Now it was a little old lady.
Get a grip on yourself, Brucie. Paranoia is not what we need right now. Clear thinking, old pal—that’s what we’re looking for.
Bruce moved past the luggage carousel and over to the customs official.
“Passport, please.”
Bruce handed the man his passport.
“No luggage, sir?”
He shook his head. “Only this carry-on.”
The customs officer glanced at the passport and then at Bruce. “You look quite different from your photograph.”
Bruce tried to force a tired smile to his lips but it would not hold. The humidity was almost unbearable. His dress shirt was pasted against his skin, his tie loosened to the point of being nearly untied. Beads of perspiration dotted his forehead. “I . . . I’ve gone through a few changes.”
“A few? You’re a dark-haired man with a beard in this picture.”
“I know—”
“Now you’re a clean-shaven blond.”
“Like I said, I went through a few changes.” Luckily, you can’t tell eye color from a passport photo or you would want to know why I changed my eyes from brown to blue.
The customs official did not appear convinced. “Were you traveling on business or pleasure?”
“Pleasure.”
“You always pack this lightly?”
Bruce swallowed and managed a shrug. “I hate waiting for checked luggage.”
The customs official swung his line of vision from the passport photograph to Bruce’s face and then back again. “Would you open your bag, please?”
Bruce could barely keep his hands steady enough to set the combination.

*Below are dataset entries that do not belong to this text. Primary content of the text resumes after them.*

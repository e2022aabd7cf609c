//! Domain-critical regression tests for embroidery-quant.
//!
//! These tests exercise the stages together and pin down the properties a
//! caller relies on, not just happy paths. Each test documents the
//! regression it guards against.

#[cfg(test)]
mod domain_tests {
    use pretty_assertions::assert_eq;

    use crate::api::{CancelToken, Pipeline, PipelineParams, QuantError, Stage};
    use crate::color::Color;
    use crate::dither::{DitherKernel, DitherOptions, Ditherer};
    use crate::filter::FilterParameters;
    use crate::palette::{Palette, PaletteBuilder, QuantizationParameters};
    use crate::raster::Raster;

    fn checkerboard(size: usize) -> Raster {
        let colors: Vec<Color> = (0..size * size)
            .map(|i| {
                if (i % size + i / size) % 2 == 0 {
                    Color::rgb(0, 0, 0)
                } else {
                    Color::rgb(255, 255, 255)
                }
            })
            .collect();
        Raster::from_colors(size, size, &colors).unwrap()
    }

    fn color_wheel(width: usize, height: usize) -> Raster {
        let colors: Vec<Color> = (0..width * height)
            .map(|i| {
                let x = (i % width) as f32 / width as f32;
                let y = (i / width) as f32 / height as f32;
                Color::from_f32_clamped(255.0 * x, 255.0 * (1.0 - x) * y, 255.0 * (1.0 - y), 255.0)
            })
            .collect();
        Raster::from_colors(width, height, &colors).unwrap()
    }

    fn sample_palette() -> Palette {
        Palette::from_hex(&["#000000", "#ffffff", "#c83030", "#2050c0", "#30a040", "#e0c020"])
            .unwrap()
    }

    // ========================================================================
    // End-to-end fixtures
    // ========================================================================

    /// If this breaks, it means: a single-color image is no longer a fixed
    /// point of the pipeline, so filtering or dithering shifts flat areas.
    #[test]
    fn test_uniform_red_is_fixed_point() {
        let red = Color::rgb(255, 0, 0);
        let raster = Raster::filled(2, 2, red);
        let params = PipelineParams {
            quantization: QuantizationParameters::new(2),
            ..PipelineParams::default()
        };

        let output = Pipeline::new(params).run(&raster).unwrap();

        assert_eq!(output.palette.colors(), &[red]);
        assert_eq!(output.filtered, raster);
        assert_eq!(output.final_raster, raster);
    }

    /// If this breaks, it means: the color count lower bound is no longer
    /// enforced before pixel work.
    #[test]
    fn test_single_color_palette_rejected() {
        let raster = Raster::filled(2, 2, Color::rgb(255, 0, 0));
        let params = PipelineParams {
            quantization: QuantizationParameters::new(1),
            ..PipelineParams::default()
        };
        let err = Pipeline::new(params).run(&raster).unwrap_err();
        assert!(matches!(
            err,
            QuantError::InvalidParameter {
                stage: Stage::Palette,
                ..
            }
        ));
    }

    /// If this breaks, it means: the bilateral filter is bleeding across
    /// hard edges, or the two-color palette no longer keeps exact extremes.
    #[test]
    fn test_checkerboard_keeps_black_and_white() {
        let raster = checkerboard(4);
        let params = PipelineParams {
            filter: FilterParameters::default()
                .sigma_space(15.0)
                .sigma_color(30.0)
                .kernel_size(3),
            quantization: QuantizationParameters::new(2),
            ..PipelineParams::default()
        };

        let output = Pipeline::new(params).run(&raster).unwrap();

        assert_eq!(
            output.palette.colors(),
            &[Color::rgb(0, 0, 0), Color::rgb(255, 255, 255)]
        );
        let nearest = output
            .filtered
            .map_colors(|c| output.palette.nearest_color(c).with_alpha(c.a));
        assert_eq!(output.final_raster, nearest);
    }

    // ========================================================================
    // Palette properties
    // ========================================================================

    /// If this breaks, it means: an image with few colors gets invented or
    /// duplicated palette entries.
    #[test]
    fn test_small_images_keep_exact_colors() {
        let colors = [
            Color::rgb(10, 20, 30),
            Color::rgb(200, 10, 10),
            Color::rgb(10, 200, 10),
        ];
        let raster = Raster::from_colors(3, 1, &colors).unwrap();
        for count in [3, 4, 16, 256] {
            let palette = PaletteBuilder::new(QuantizationParameters::new(count))
                .build(&raster)
                .unwrap();
            let mut got = palette.colors().to_vec();
            got.sort_by_key(|c| c.rgb_key());
            let mut expected = colors.to_vec();
            expected.sort_by_key(|c| c.rgb_key());
            assert_eq!(got, expected, "color_count {count}");
        }
    }

    /// If this breaks, it means: palette construction depends on hash
    /// iteration order or on how rayon split the histogram.
    #[test]
    fn test_palette_builder_deterministic() {
        let raster = color_wheel(48, 32);
        let builder = PaletteBuilder::new(QuantizationParameters::new(12));
        let first = builder.build(&raster).unwrap();
        for _ in 0..3 {
            assert_eq!(builder.build(&raster).unwrap(), first);
        }
        assert_eq!(first.len(), 12);
    }

    // ========================================================================
    // Ditherer properties
    // ========================================================================

    /// If this breaks, it means: kernel None leaks state between pixels, so
    /// its output depends on scan order.
    #[test]
    fn test_kernel_none_is_nearest_mapping() {
        let raster = color_wheel(9, 7);
        let palette = sample_palette();
        let expected = raster.map_colors(|c| palette.nearest_color(c).with_alpha(c.a));

        for serpentine in [false, true] {
            let options = DitherOptions::new()
                .kernel(DitherKernel::None)
                .serpentine(serpentine);
            let out = Ditherer::new(options)
                .unwrap()
                .dither(&raster, &palette)
                .unwrap();
            assert_eq!(out, expected, "serpentine {serpentine}");
        }
    }

    /// If this breaks, it means: serpentine mode no longer reverses odd rows
    /// (or the kernel is not mirrored), or kernel None started diffusing.
    #[test]
    fn test_serpentine_changes_diffusion_only() {
        let raster = Raster::filled(6, 4, Color::rgb(64, 64, 64));
        let palette = Palette::new(&[Color::rgb(0, 0, 0), Color::rgb(255, 255, 255)]).unwrap();

        let run = |kernel: DitherKernel, serpentine: bool| {
            let options = DitherOptions::new()
                .kernel(kernel)
                .intensity(1.0)
                .serpentine(serpentine);
            Ditherer::new(options)
                .unwrap()
                .dither_indices(&raster, &palette)
                .unwrap()
        };

        let plain = run(DitherKernel::FloydSteinberg, false);
        let snake = run(DitherKernel::FloydSteinberg, true);
        assert_eq!(plain[..6], snake[..6], "first row scans left-to-right in both modes");
        assert_ne!(plain, snake);

        assert_eq!(run(DitherKernel::None, false), run(DitherKernel::None, true));
    }

    /// If this breaks, it means: reverse rows push error into pixels they
    /// already finished instead of the ones still ahead of the scan.
    #[test]
    fn test_reverse_row_error_lands_ahead() {
        let black = Color::rgb(0, 0, 0);
        let gray = Color::rgb(110, 110, 110);
        let raster = Raster::from_colors(3, 2, &[black, black, black, black, gray, gray]).unwrap();
        let palette = Palette::new(&[black, Color::rgb(255, 255, 255)]).unwrap();

        for kernel in [DitherKernel::SierraLite, DitherKernel::Atkinson] {
            let run = |serpentine: bool| {
                let options = DitherOptions::new()
                    .kernel(kernel)
                    .intensity(1.0)
                    .serpentine(serpentine);
                Ditherer::new(options)
                    .unwrap()
                    .dither_indices(&raster, &palette)
                    .unwrap()
            };

            // Gray 110 alone maps to black; its carried error tips the next one white
            assert_eq!(run(false), vec![0, 0, 0, 0, 0, 1], "{kernel} left-to-right");
            assert_eq!(run(true), vec![0, 0, 0, 0, 1, 0], "{kernel} serpentine");
        }
    }

    /// If this breaks, it means: a kernel table was edited and now gains or
    /// loses energy.
    #[test]
    fn test_kernel_propagation() {
        for kernel in DitherKernel::ALL {
            let Some(matrix) = kernel.kernel() else {
                continue;
            };
            let expected = if kernel == DitherKernel::Atkinson { 0.75 } else { 1.0 };
            assert!(
                (matrix.propagation() - expected).abs() < 1e-9,
                "{kernel}: {}",
                matrix.propagation()
            );
        }
    }

    /// If this breaks, it means: dithered output contains colors outside the
    /// palette.
    #[test]
    fn test_output_uses_palette_colors_only() {
        let raster = color_wheel(20, 12);
        let palette = sample_palette();
        for kernel in DitherKernel::ALL {
            let out = Ditherer::new(DitherOptions::new().kernel(kernel))
                .unwrap()
                .dither(&raster, &palette)
                .unwrap();
            assert!(out.colors().all(|c| palette.contains(c)), "{kernel}");
        }
    }

    // ========================================================================
    // Cancellation
    // ========================================================================

    /// If this breaks, it means: a cancellation raised after palette
    /// construction is ignored and a final raster is still produced.
    #[test]
    fn test_cancel_between_palette_and_dither() {
        let token = CancelToken::new();
        let trigger = token.clone();
        let params = PipelineParams {
            quantization: QuantizationParameters::new(4),
            ..PipelineParams::default()
        };

        let mut completed = Vec::new();
        let result = Pipeline::new(params).run_with(&color_wheel(16, 16), &token, |stage| {
            completed.push(stage);
            if stage == Stage::Palette {
                trigger.cancel();
            }
        });

        assert_eq!(result, Err(QuantError::Cancelled { stage: Stage::Dither }));
        assert_eq!(completed, vec![Stage::Filter, Stage::Palette]);
    }

    // ========================================================================
    // Color distance
    // ========================================================================

    /// If this breaks, it means: distance picked up an alpha dependency or
    /// lost symmetry, which would make nearest-color lookups order dependent.
    #[test]
    fn test_distance_properties() {
        let a = Color::new(200, 30, 90, 10);
        let b = Color::new(15, 160, 220, 255);
        assert_eq!(a.distance(b), b.distance(a));
        assert!(a.distance(b) > 0.0);
        assert_eq!(a.distance(Color::new(200, 30, 90, 255)), 0.0);
        assert!(a.distance(Color::new(201, 30, 90, 10)) > 0.0);
    }
}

It took him three tries before it finally snapped open. “There you go.”
The customs official’s eyes narrowed into thin slits as he rummaged through the belongings. “What are these?” he asked.
Bruce closed his eyes, his breath coming in short gasps. “Some files.”
“I can see that,” the official replied. “What are they for?”
“I’m a doctor,” Bruce explained, his voice cracking. “I wanted to review some of my patients’ charts while I was away.”
“Do you always do that when you’re on vacation?”
“Not always.”
“What type of doctor are you?”
“An internist at Columbia Presbyterian,” Bruce replied, telling a half-truth. He decided to leave out the fact that he was also an expert in public health and epidemiology.
“I see,” the official replied. “I wish my doctor was that dedicated.”
Again Bruce tried to smile. Again it was a failed attempt.
“And this sealed envelope?”
Bruce felt his whole body quake. “Excuse me?”
“What is in this manila envelope?”
He willed a casual look on his face. “Oh, that’s just some medical information I’m sending to a colleague,” he managed.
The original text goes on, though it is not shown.